Так отвечала Тоня – и была права. В эти месяцы беременности она давала больным столько тепла и покоя, что была действительно очень нужна им. Она переносила на них пробудившееся материнское чувство. Ее уверенные нежные руки ловко делали уколы и компрессы, ставили горчичники и банки, растирали, поднимали, переворачивали больных. «Наша Тоня» – так называли ее в больнице.
– Если вы не пойдете учиться на врача, – говорил ей Семен Никитич, – я с вами больше незнаком; это будет величайшая глупость, – да нет, не глупость, а преступление.
– Посмотрим, – отвечала Тоня. – Сначала достроим город.
Она не знала, что будет делать потом. Ее мечты были смелее и глубже, чем мечты о помощи больным. Она хотела помочь всему миру. Всем, кто борется, терпит поражение и не отчаивается, а снова копит силы для того, чтобы победить. Пойти бы в подполье, на баррикады… В грядущей борьбе двух миров ей хотелось занять самое трудное, опасное, решающее место. Ее не удовлетворяла перевязка ран – ей хотелось сражаться, как бойцу.
За несколько дней до родов она прекратила работу в больнице, но продолжала вести подвижную, деятельную жизнь, подготовляя все мелочи для будущего ребенка.
Роды не страшили ее, во всяком случае Сема не замечал у нее ни страха, ни волнения…
Ее поместили в ту самую комнату, где она когда-то выхаживала Сему.
– Вот мы и поменялись местами, – сказала она, когда ее уложили. – Иди, родной. И не волнуйся. Ты же видишь, я совсем не боюсь.

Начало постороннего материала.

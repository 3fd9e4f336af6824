//! Recursive validate-and-clean engine.
//!
//! Walks a compiled `TypeNode` tree and a `Value` in lock-step. Scalars live in
//! `scalar`, composites in `composite`; both funnel through
//! [`Evaluator::evaluate`], which owns the current path and runs the node's
//! condition as the final step.
//!
//! Work is linear in the size of the input: recursion follows the (finite)
//! schema depth, while sequences iterate. No depth or size limit is imposed
//! here; callers facing hostile inputs should bound them before cleaning.
pub mod scalar;
pub mod composite;

use crate::error::{FailureKind, Path, PathSegment, ValidationFailure};
use crate::node::{NodeKind, TypeNode};
use crate::value::Value;

/// Failure policy shared by every composite.
#[derive(Debug, Clone, Copy, PartialEq, Eq, Default)]
pub enum Mode {
    /// Stop at the first failure.
    #[default]
    FailFast,
    /// Keep going inside composites and report everything found.
    CollectAll,
}

pub type Outcome = Result<Value, Vec<ValidationFailure>>;

const CONDITION_REJECTED: &str = "doesn't meet the validation criterion";

pub struct Evaluator {
    mode: Mode,
    path: Path,
}

impl Evaluator {
    pub fn new(mode: Mode) -> Self {
        Self { mode, path: Path::root() }
    }

    /// Start below the root, e.g. when cleaning one branch of a larger document.
    pub fn at(path: Path, mode: Mode) -> Self {
        Self { mode, path }
    }

    pub fn mode(&self) -> Mode {
        self.mode
    }

    pub fn evaluate(&mut self, node: &TypeNode, value: &Value) -> Outcome {
        let cleaned = match node.kind() {
            NodeKind::String { strict } => self.scalar(value, scalar::string(*strict, value))?,
            NodeKind::RegexString { source, regex } => {
                self.scalar(value, scalar::regex_string(source, regex, value))?
            }
            NodeKind::Number { min, max, strict } => {
                self.scalar(value, scalar::number(*min, *max, *strict, value))?
            }
            NodeKind::Null => self.scalar(value, scalar::null(value))?,
            NodeKind::Date => self.scalar(value, scalar::date(value))?,
            NodeKind::Datetime => self.scalar(value, scalar::datetime(value))?,
            NodeKind::Boolean { strict } => self.scalar(value, scalar::boolean(*strict, value))?,
            NodeKind::Constant(constant) => self.scalar(value, scalar::constant(constant, value))?,
            NodeKind::Optional(inner) => self.optional(inner, value)?,
            NodeKind::Any(alternatives) => self.any(alternatives, value)?,
            NodeKind::Tuple(positions) => self.tuple(positions, value)?,
            NodeKind::Sequence(element) => self.sequence(element, value)?,
            NodeKind::Mapping(fields) => self.mapping(fields, value)?,
        };
        self.apply_condition(node, value, cleaned)
    }

    // -------------------- shared steps --------------------

    fn scalar(&self, value: &Value, result: Result<Value, FailureKind>) -> Outcome {
        result.map_err(|kind| self.fail(kind, value))
    }

    pub(crate) fn fail(&self, kind: FailureKind, value: &Value) -> Vec<ValidationFailure> {
        vec![ValidationFailure { path: self.path.clone(), kind, value: value.clone() }]
    }

    /// Evaluate `node` one level down, at `path + segment`.
    pub(crate) fn child(&mut self, segment: PathSegment, node: &TypeNode, value: &Value) -> Outcome {
        self.path.push(segment);
        let out = self.evaluate(node, value);
        self.path.pop();
        out
    }

    /// Record `failed` into `failures`; true when the caller should stop.
    pub(crate) fn absorb(&self, failures: &mut Vec<ValidationFailure>, mut failed: Vec<ValidationFailure>) -> bool {
        failures.append(&mut failed);
        self.mode == Mode::FailFast
    }

    fn apply_condition(&self, node: &TypeNode, input: &Value, cleaned: Value) -> Outcome {
        let Some(condition) = node.condition() else {
            return Ok(cleaned);
        };
        let detail = match condition.check(&cleaned) {
            Ok(true) => return Ok(cleaned),
            Ok(false) => CONDITION_REJECTED.to_string(),
            Err(detail) => detail,
        };
        Err(self.fail(FailureKind::ConditionFailed { detail }, input))
    }
}

/// One-shot evaluation from the root.
pub fn evaluate(node: &TypeNode, value: &Value, mode: Mode) -> Outcome {
    Evaluator::new(mode).evaluate(node, value)
}

// ------------------------------- Tests ------------------------------------ //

С тех пор прошло около суток. Она лежала там, за стеною больничного барака, борясь со смертью за жизнь свою и ребенка. А Сема сидел на ступеньке, бессильный помочь, помертвевший от страха и усталости. В муках рождался первый гражданин нового города, в муках физических и духовных. «Не так ли и вся жизнь? – думал Сема. – В муках и борьбе возникает новое общество. И рабочий класс не только уничтожает эксплуататоров – он в борьбе очищает самого себя от наносов прошлого, переделывает себя, чтобы войти в новый дом полноценным и чистым. И я очищал себя, ломал себя, давил в себе недостойное, мелкое, грязное… И Тоня… Разве виновата Тоня, что Голицын привез с собой в новый город мелочный эгоизм прежних человеческих отношений? И разве он один такой? А Коля Платт и другие дезертиры? А лесогоны, чудесные парни, – как повернулся у них язык болтать гнусности, лишенные уважения к человеку, к товарищу, к женщине? Ничего, – успокаивал он себя, – ничего, это отсеется, перемелется, будет вытравлено, как ржавчина. И я добьюсь того, что мой сын – да, да, он мой, а не Голицына! – что он будет шагать по Новому городу своими маленькими ножками и будет встречать одни улыбки и ласковые слова, и никто не посмотрит косо – или им придется иметь дело со мной!»
Задремал ли он или просто глубоко задумался?
Семен Никитич тряс его за плечо.
Они смотрели друг на друга. Сема ничего не мог разобрать. Умерла?.. Лицо Семена Никитича было бледно и дрожало.
– Что? – крикнул Сема, но вместо крика вырвался еле слышный хрип.
– Бла-го-по-лучно, – сказал Семен Никитич, и челюсть его прыгала, и утомленное лицо было неспособно выразить радость.
– Ну-с! – раздался за ним веселый бас, неожиданный в маленьком профессоре. – Ну-с, первый папаша, можете взглянуть на вашего гражданина. Прекрасный, замечательный парень и будет озорником – экий скандал поднял, чтобы выйти на свет!
Сему повели смотреть ребенка. Ребенок кричал с жизнерадостным азартом, широко разевая беззубый рот. У него были Тонины, смелого рисунка, брови, и Сема жадно ухватился за это сходство, чтобы не найти другого, возможного…
– А как Тоня?
– Ваша Тоня – героиня, – с удовольствием сказал профессор. – Я уж говорил ей – покричи, легче будет. Так ни одного крика. А уж роды были – ой-ой-ой! Я таких трудных родов давно не видел.
Тоня была слишком утомлена, и Сему не пустили к ней. Он вышел на залитое солнцем крыльцо и привычно опустился на ступеньку.
За домами, вдалеке, грянул оркестр. Снова оркестр? Ах, да! Митинг. Он вдруг вспомнил, что должен был выступать. В три часа. А сейчас сколько?
Было уже четыре. Не кончился ли митинг? Он сорвался с места и побежал. Он с трудом протискался сквозь толпу к деревянному помосту. Он увидел на помосте красивого и юного командира Красной Армии, широким жестом рук как бы обнимающего всю толпу, всю стройку.